United States v. Graf
2016 U.S. App. LEXIS 11730
| 7th Cir. | 2016Background
- Graf sold counterfeit currency to a confidential informant twice; Secret Service observed the sales. He was indicted and, after a Rule 11 colloquy, pleaded guilty under a plea agreement to one count under 18 U.S.C. § 473; a second count was dismissed.
- The district court accepted Graf’s guilty plea after finding it knowing and voluntary and set sentencing.
- Graf absconded, was later re-arrested, and received new counsel. Shortly before sentencing, he moved to withdraw his plea so he could file a Roviaro motion to compel disclosure of the informant’s identity.
- The district court denied the motion to withdraw, finding Graf had not shown a fair and just reason demonstrating the disclosure would have altered his decision to plead. Graf was sentenced to 63 months (top of Guidelines range).
- On appeal the sole issue was whether the district court abused its discretion in denying withdrawal under Fed. R. Crim. P. 11(d)(2)(B). The Seventh Circuit affirmed.
Issues
| Issue | Plaintiff's Argument (Graf) | Defendant's Argument (Gov't) | Held |
|---|---|---|---|
| Whether Graf showed a “fair and just reason” to withdraw his plea under Rule 11(d)(2)(B) | His original counsel failed to advise him about a Roviaro motion; had he known, he would have pursued disclosure and might not have pled | Graf’s desire to litigate a late tactical Roviaro motion does not affect the voluntariness of his plea; he offered no evidence that disclosure would have changed the outcome | Denied — no abuse of discretion: Graf failed to show a fair and just reason |
| Whether plea was knowing and voluntary given counsel’s alleged omission | New counsel argued ineffective assistance for not discussing Roviaro before plea | Government relied on the Rule 11 colloquy and presumption of voluntariness; lack of discovery does not invalidate a voluntary plea | Denied — Graf did not satisfy Strickland prejudice or show plea was unknowing |
| Whether Seventh Circuit should adopt Ninth Circuit’s McTiernan standard (subjective plausibility test) | Graf urged adoption to allow withdrawal based on subjective choice if additional advice “could have plausibly motivated” not pleading | Court rejected McTiernan as inconsistent with Seventh Circuit precedent and Rule 11 purposes | Denied — Court declines to adopt McTiernan; retains stricter, deferential standard |
| Whether a post-acceptance tactical motion (Roviaro) constitutes a fair and just reason | Graf argued identity of informant could support defenses (entrapment/impeachment) and might have led to different plea decision | Court emphasized the plea’s solemnity, prior sworn statements, and that speculative tactical benefits do not undermine voluntariness | Denied — speculative and strategic motives amount to gamesmanship, not a fair and just reason |
Key Cases Cited
- United States v.
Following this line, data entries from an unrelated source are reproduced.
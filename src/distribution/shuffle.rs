//! Fisher-Yates index shuffle
//!
//! Produces a uniformly random permutation of `0..n` from a seeded
//! xoshiro256++ generator. Seeding is explicit so tests can pin the order.

use rand::{Rng, SeedableRng};
use rand_xoshiro::Xoshiro256PlusPlus;
use std::time::{SystemTime, UNIX_EPOCH};

/// Seed derived from wall-clock time
///
/// Mixed with `salt` so that workers started in the same instant still get
/// independent sequences.
pub fn clock_seed(salt: u64) -> u64 {
    let nanos = SystemTime::now()
        .duration_since(UNIX_EPOCH)
        .map(|d| d.as_nanos() as u64)
        .unwrap_or(0);
    nanos ^ salt.wrapping_mul(0x9E37_79B9_7F4A_7C15)
}

/// Seeded permutation generator
pub struct IndexShuffle {
    rng: Xoshiro256PlusPlus,
}

impl IndexShuffle {
    pub fn with_seed(seed: u64) -> Self {
        Self {
            rng: Xoshiro256PlusPlus::seed_from_u64(seed),
        }
    }

    /// Shuffle `items` in place
    ///
    /// For i from n-1 down to 1, draw j uniformly from [0, i] and swap.
    pub fn shuffle_in_place<T>(&mut self, items: &mut [T]) {
        for i in (1..items.len()).rev() {
            let j = self.rng.gen_range(0..=i);
            items.swap(i, j);
        }
    }

    /// Permutation of `0..n`
    pub fn shuffle(&mut self, n: usize) -> Vec<u64> {
        let mut indices: Vec<u64> = (0..n as u64).collect();
        self.shuffle_in_place(&mut indices);
        indices
    }
}

#[cfg(test)]
mod tests {
    use super::*;

    fn is_permutation(v: &[u64]) -> bool {
        let mut sorted = v.to_vec();
        sorted.sort_unstable();
        sorted.iter().enumerate().all(|(i, &x)| x == i as u64)
    }

    #[test]
    fn test_shuffle_is_permutation() {
        let mut shuffle = IndexShuffle::with_seed(42);
        for n in 1..200 {
            let perm = shuffle.shuffle(n);
            assert_eq!(perm.len(), n);
            assert!(is_permutation(&perm), "n={} not a permutation", n);
        }
    }

    #[test]
    fn test_shuffle_small() {
        let mut shuffle = IndexShuffle::with_seed(clock_seed(0));
        assert!(shuffle.shuffle(0).is_empty());
        assert_eq!(shuffle.shuffle(1), vec![0]);
    }

    #[test]
    fn test_shuffle_seeded_deterministic() {
        let a = IndexShuffle::with_seed(12345).shuffle(1000);
        let b = IndexShuffle::with_seed(12345).shuffle(1000);
        assert_eq!(a, b);
    }

    #[test]
    fn test_shuffle_actually_permutes() {
        let perm = IndexShuffle::with_seed(7).shuffle(1000);
        let identity: Vec<u64> = (0..1000).collect();
        assert_ne!(perm, identity);
    }

    #[test]
    fn test_shuffle_first_position_coverage() {
        // Every value should land in slot 0 for some seed.
        let n = 8;
        let mut seen = vec![false; n];
        for seed in 0..2000 {
            let perm = IndexShuffle::with_seed(seed).shuffle(n);
            seen[perm[0] as usize] = true;
        }
        assert!(seen.iter().all(|&s| s));
    }

    #[test]
    fn test_clock_seed_salted() {
        assert_ne!(clock_seed(1), clock_seed(2));
    }
}
//! Human-readable throughput output

use std::time::Duration;

const BYTES_PER_MB: f64 = 1_048_576.0;
const NANOS_PER_SECOND: f64 = 1_000_000_000.0;

/// Throughput in MB/s: bytes / (elapsed_ns / 1e9) / 1,048,576
///
/// Returns 0.0 when no time elapsed instead of infinity.
///
/// # Examples
///
/// ```
/// use fsprobe::output::text::throughput_mb_s;
///
/// assert_eq!(throughput_mb_s(1_048_576, 1_000_000_000), 1.0);
/// assert_eq!(throughput_mb_s(1_048_576, 0), 0.0);
/// ```
pub fn throughput_mb_s(bytes: u64, elapsed_ns: u64) -> f64 {
    if elapsed_ns == 0 {
        return 0.0;
    }
    bytes as f64 / (elapsed_ns as f64 / NANOS_PER_SECOND) / BYTES_PER_MB
}

/// `"<label> throughput: 123.45 MB/s"`
pub fn throughput_line(label: &str, mb_s: f64) -> String {
    format!("{} throughput: {:.2} MB/s", label, mb_s)
}

/// Print a throughput line to stdout
pub fn report(label: &str, mb_s: f64) {
    println!("{}", throughput_line(label, mb_s));
}

/// Format a byte count with binary units (e.g. "256.00 MiB")
pub fn format_bytes(bytes: u64) -> String {
    const KB: f64 = 1024.0;
    const MB: f64 = KB * 1024.0;
    const GB: f64 = MB * 1024.0;

    let b = bytes as f64;
    if b >= GB {
        format!("{:.2} GiB", b / GB)
    } else if b >= MB {
        format!("{:.2} MiB", b / MB)
    } else if b >= KB {
        format!("{:.2} KiB", b / KB)
    } else {
        format!("{} B", bytes)
    }
}

/// Format a duration in human-readable form
///
/// # Examples
///
/// ```
/// use std::time::Duration;
/// use fsprobe::output::text::format_duration;
///
/// assert_eq!(format_duration(Duration::from_nanos(500)), "500ns");
/// assert_eq!(format_duration(Duration::from_micros(2500)), "2.50ms");
/// assert_eq!(format_duration(Duration::from_secs(5)), "5.00s");
/// ```
pub fn format_duration(duration: Duration) -> String {
    let nanos = duration.as_nanos();

    if nanos < 1_000 {
        format!("{}ns", nanos)
    } else if nanos < 1_000_000 {
        format!("{:.2}us", nanos as f64 / 1_000.0)
    } else if nanos < 1_000_000_000 {
        format!("{:.2}ms", nanos as f64 / 1_000_000.0)
    } else {
        format!("{:.2}s", nanos as f64 / 1_000_000_000.0)
    }
}

/// Section banner used between suite phases
pub fn print_banner(title: &str) {
    println!("==============================================================");
    println!("{}", title);
    println!("==============================================================");
}

#[cfg(test)]
mod tests {
    use super::*;

    #[test]
    fn test_throughput_mb_s() {
        // 10 MiB in 10s
        assert_eq!(throughput_mb_s(10 * 1_048_576, 10_000_000_000), 1.0);
        // 1 GiB in half a second
        assert_eq!(throughput_mb_s(1 << 30, 500_000_000), 2048.0);
    }

    #[test]
    fn test_throughput_zero_elapsed() {
        assert_eq!(throughput_mb_s(4096, 0), 0.0);
    }

    #[test]
    fn test_throughput_positive_for_transfer() {
        assert!(throughput_mb_s(4096, 1) > 0.0);
    }

    #[test]
    fn test_throughput_line() {
        assert_eq!(
            throughput_line("Sequential read", 1234.567),
            "Sequential read throughput: 1234.57 MB/s"
        );
    }

    #[test]
    fn test_format_bytes() {
        assert_eq!(format_bytes(512), "512 B");
        assert_eq!(format_bytes(4096), "4.00 KiB");
        assert_eq!(format_bytes(256 * 1_048_576), "256.00 MiB");
        assert_eq!(format_bytes(3 << 30), "3.00 GiB");
    }

    #[test]
    fn test_format_duration() {
        assert_eq!(format_duration(Duration::from_nanos(1500)), "1.50us");
        assert_eq!(format_duration(Duration::from_millis(1500)), "1.50s");
    }
}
Redmond, 667 F.3d 863 (7th Cir. 2012) (abuse-of-discretion standard for plea-withdrawal review)
- United States v. Mays, 593 F.3d 603 (7th Cir. 2010) (grounds permitting withdrawal: actual/legal innocence or involuntary plea; presumption of truth for Rule 11 colloquy answers)
- Roviaro v. United States, 353 U.S. 53 (1957) (informant-identity disclosure requires showing relevance and necessity to defense)
- United States v. Underwood, 174 F.3d 850 (7th Cir. 1999) (incomplete government discovery does not by itself render plea involuntary)
- Strickland v. Washington, 466 U.S. 668 (1984) (effective assistance test: deficient performance and prejudice)
- Hill v. Lockhart, 474 U.S. 52 (1985) (Strickland standard applied to advice regarding guilty pleas)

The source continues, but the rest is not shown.